• [Brief] Give again, exactly as written, each line of the material below starting at the line that contains "Ok(Self(id))" and ending at the line that contains "string is empty.". Both ends count, and no other line does.

• [Data to process]
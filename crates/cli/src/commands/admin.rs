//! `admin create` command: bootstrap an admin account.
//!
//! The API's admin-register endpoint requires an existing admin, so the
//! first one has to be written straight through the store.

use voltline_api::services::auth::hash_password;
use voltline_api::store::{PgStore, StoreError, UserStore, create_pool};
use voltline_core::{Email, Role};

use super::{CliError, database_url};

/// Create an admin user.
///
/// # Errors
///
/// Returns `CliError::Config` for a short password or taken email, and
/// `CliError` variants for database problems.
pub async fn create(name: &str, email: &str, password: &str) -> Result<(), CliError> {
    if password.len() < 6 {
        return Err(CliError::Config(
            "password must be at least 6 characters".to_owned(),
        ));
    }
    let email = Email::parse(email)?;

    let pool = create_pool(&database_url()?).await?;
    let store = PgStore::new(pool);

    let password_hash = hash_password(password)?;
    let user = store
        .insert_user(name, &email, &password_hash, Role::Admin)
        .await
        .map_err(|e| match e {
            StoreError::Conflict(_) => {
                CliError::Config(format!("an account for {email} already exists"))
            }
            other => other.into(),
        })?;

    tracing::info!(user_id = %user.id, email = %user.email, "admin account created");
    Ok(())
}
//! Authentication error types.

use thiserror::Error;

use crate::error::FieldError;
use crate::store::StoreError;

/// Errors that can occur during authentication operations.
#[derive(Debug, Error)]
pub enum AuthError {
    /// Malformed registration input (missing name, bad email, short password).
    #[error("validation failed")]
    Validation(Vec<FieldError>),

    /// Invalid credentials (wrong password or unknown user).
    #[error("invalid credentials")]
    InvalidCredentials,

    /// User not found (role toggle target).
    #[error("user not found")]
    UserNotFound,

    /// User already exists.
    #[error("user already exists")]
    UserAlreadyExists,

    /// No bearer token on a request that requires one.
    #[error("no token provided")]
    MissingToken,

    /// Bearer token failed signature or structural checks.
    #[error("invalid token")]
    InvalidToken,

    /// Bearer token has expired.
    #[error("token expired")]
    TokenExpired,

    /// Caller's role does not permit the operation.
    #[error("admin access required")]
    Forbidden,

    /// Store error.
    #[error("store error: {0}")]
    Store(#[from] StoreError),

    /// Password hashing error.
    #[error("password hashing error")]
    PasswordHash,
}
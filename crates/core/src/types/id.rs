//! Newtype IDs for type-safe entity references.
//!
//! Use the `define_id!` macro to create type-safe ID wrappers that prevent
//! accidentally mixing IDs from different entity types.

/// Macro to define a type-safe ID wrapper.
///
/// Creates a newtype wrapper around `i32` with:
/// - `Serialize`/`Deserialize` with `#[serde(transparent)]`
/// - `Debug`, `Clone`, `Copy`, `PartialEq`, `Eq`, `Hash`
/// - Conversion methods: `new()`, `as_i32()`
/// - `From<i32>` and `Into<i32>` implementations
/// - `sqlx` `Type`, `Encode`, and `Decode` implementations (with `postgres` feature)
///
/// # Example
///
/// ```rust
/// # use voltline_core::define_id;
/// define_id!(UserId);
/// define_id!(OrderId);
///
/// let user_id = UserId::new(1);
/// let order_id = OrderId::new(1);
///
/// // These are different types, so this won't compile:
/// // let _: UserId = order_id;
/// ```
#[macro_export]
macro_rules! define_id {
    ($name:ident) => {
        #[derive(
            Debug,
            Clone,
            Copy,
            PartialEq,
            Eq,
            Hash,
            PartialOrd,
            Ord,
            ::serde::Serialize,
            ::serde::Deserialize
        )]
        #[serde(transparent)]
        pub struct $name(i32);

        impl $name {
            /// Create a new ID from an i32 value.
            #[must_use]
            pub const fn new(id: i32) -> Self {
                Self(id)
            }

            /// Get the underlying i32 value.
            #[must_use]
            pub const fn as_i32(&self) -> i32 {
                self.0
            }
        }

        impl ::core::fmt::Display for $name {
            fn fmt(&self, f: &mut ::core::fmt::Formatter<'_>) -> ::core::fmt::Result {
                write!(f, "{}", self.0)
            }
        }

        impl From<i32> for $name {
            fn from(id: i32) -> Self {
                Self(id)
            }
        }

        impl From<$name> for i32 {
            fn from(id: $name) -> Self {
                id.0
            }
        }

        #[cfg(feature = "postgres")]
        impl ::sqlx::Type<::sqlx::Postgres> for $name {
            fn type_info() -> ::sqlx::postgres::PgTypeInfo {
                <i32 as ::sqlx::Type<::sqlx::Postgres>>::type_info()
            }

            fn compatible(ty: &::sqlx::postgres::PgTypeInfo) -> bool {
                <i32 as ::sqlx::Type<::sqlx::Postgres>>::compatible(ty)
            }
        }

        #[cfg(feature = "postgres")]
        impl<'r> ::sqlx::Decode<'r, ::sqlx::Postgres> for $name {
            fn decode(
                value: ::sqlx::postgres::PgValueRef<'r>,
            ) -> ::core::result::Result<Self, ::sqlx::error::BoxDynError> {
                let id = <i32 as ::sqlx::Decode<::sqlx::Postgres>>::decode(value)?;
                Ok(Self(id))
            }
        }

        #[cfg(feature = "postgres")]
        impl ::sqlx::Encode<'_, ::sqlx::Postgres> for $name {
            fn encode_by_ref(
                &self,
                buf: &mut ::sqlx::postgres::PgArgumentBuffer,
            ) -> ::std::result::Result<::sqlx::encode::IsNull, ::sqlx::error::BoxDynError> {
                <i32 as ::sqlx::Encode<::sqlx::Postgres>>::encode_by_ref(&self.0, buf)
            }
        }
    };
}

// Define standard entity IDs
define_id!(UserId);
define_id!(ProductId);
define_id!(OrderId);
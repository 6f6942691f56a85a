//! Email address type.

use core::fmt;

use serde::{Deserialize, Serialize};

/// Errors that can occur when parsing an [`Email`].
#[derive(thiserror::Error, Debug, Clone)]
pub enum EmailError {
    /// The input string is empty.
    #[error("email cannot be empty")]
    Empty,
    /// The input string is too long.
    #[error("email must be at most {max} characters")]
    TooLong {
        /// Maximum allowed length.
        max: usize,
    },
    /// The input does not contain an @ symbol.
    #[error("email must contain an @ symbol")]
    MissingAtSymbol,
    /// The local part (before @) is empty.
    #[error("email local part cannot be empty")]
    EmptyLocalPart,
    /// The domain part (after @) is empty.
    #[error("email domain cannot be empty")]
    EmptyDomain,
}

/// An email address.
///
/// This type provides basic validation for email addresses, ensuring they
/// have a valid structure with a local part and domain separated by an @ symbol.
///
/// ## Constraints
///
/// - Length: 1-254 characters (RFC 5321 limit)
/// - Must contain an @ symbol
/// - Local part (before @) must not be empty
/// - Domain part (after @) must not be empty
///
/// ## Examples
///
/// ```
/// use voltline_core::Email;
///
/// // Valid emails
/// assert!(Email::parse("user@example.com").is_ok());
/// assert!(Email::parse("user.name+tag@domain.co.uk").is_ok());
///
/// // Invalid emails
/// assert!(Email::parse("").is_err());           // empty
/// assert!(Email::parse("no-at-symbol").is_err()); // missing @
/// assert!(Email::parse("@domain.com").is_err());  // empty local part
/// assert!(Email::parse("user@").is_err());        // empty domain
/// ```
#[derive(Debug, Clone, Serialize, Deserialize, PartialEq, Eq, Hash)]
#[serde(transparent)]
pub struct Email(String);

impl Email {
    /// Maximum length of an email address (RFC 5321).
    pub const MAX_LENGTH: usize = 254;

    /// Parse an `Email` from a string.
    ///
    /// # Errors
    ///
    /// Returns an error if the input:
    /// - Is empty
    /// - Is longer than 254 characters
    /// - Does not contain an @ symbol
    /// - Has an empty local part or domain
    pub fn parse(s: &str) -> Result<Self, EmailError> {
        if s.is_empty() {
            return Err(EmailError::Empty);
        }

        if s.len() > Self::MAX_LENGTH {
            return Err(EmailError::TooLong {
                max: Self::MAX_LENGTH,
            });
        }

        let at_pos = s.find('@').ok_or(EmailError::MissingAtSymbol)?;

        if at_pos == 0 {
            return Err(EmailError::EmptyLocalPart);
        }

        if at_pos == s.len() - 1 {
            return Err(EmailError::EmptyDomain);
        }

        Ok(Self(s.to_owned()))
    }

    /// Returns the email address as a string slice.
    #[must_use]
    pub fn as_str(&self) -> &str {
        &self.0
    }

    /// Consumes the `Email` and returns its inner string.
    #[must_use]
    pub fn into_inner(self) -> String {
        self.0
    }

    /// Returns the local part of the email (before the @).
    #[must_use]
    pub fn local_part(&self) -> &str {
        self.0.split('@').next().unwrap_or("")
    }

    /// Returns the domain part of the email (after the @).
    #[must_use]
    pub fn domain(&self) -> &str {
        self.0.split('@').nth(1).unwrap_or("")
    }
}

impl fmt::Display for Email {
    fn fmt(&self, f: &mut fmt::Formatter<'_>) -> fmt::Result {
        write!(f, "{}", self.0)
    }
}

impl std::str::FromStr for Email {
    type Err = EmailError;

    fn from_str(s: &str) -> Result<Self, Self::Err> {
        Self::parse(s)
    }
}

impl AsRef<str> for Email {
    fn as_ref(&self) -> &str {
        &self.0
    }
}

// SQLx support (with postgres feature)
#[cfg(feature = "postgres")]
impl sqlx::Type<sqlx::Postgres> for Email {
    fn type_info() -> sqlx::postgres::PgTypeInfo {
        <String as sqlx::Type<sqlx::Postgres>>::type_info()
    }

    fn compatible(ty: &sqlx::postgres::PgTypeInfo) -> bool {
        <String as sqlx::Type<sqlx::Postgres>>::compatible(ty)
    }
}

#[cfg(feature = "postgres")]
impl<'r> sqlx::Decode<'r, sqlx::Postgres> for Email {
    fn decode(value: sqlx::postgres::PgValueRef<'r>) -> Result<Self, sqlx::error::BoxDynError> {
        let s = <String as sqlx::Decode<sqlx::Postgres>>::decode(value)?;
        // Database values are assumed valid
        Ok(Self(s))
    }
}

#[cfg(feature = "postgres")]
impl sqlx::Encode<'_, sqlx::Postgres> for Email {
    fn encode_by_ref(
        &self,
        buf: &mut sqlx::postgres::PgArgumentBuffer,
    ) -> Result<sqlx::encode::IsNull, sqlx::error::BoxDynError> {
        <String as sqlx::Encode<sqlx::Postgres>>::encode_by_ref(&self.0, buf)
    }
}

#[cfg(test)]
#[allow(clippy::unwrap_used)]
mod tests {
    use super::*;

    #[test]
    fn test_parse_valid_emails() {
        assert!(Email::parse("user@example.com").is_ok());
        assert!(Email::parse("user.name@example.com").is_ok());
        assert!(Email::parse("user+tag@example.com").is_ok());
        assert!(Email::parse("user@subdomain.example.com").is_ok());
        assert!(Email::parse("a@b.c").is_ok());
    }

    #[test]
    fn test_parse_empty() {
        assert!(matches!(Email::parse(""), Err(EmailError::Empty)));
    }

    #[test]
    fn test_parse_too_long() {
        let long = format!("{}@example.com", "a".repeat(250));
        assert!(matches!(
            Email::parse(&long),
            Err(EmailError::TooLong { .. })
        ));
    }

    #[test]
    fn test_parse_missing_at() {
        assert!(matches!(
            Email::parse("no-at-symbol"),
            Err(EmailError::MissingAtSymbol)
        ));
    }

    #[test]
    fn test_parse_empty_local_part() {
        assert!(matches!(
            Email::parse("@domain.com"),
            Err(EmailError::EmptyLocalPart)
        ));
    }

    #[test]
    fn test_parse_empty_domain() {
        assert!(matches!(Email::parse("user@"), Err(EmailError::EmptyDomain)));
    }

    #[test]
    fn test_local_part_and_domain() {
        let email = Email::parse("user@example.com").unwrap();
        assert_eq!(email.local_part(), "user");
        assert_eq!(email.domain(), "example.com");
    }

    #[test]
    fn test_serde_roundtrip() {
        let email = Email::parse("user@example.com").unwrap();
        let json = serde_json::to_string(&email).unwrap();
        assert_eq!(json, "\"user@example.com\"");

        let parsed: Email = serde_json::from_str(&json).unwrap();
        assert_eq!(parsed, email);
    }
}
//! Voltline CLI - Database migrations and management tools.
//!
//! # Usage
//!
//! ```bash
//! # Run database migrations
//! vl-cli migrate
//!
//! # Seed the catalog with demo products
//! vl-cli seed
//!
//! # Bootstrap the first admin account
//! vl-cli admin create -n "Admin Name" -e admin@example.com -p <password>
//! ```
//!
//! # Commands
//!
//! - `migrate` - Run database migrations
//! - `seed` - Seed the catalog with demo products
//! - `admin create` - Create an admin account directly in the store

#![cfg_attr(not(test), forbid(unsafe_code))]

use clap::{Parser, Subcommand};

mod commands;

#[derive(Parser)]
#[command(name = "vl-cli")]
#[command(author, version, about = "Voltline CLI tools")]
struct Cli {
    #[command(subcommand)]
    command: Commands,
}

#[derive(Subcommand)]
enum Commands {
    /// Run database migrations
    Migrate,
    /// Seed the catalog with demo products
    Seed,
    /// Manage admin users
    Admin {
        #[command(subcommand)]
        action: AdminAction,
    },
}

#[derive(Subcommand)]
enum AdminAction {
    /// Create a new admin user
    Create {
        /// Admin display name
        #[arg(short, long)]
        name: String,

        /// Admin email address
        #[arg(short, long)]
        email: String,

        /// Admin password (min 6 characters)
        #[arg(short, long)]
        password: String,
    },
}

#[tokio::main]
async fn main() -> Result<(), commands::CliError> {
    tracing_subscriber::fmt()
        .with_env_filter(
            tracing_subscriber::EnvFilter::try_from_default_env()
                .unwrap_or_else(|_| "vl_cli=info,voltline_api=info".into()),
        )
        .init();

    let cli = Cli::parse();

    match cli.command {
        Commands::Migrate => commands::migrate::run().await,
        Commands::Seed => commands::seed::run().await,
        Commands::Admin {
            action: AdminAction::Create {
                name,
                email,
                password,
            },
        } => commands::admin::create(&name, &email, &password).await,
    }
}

• [Exercise answer]
                Ok(Self(id))
            }
        }

        #[cfg(feature = "postgres")]
        impl ::sqlx::Encode<'_, ::sqlx::Postgres> for $name {
            fn encode_by_ref(
                &self,
                buf: &mut ::sqlx::postgres::PgArgumentBuffer,
            ) -> ::std::result::Result<::sqlx::encode::IsNull, ::sqlx::error::BoxDynError> {
                <i32 as ::sqlx::Encode<::sqlx::Postgres>>::encode_by_ref(&self.0, buf)
            }
        }
    };
}

// Define standard entity IDs
define_id!(UserId);
define_id!(ProductId);
define_id!(OrderId);
repository 6f6942691f56a85a
//! Email address type.

use core::fmt;

use serde::{Deserialize, Serialize};

/// Errors that can occur when parsing an [`Email`].
#[derive(thiserror::Error, Debug, Clone)]
pub enum EmailError {
    /// The input string is empty.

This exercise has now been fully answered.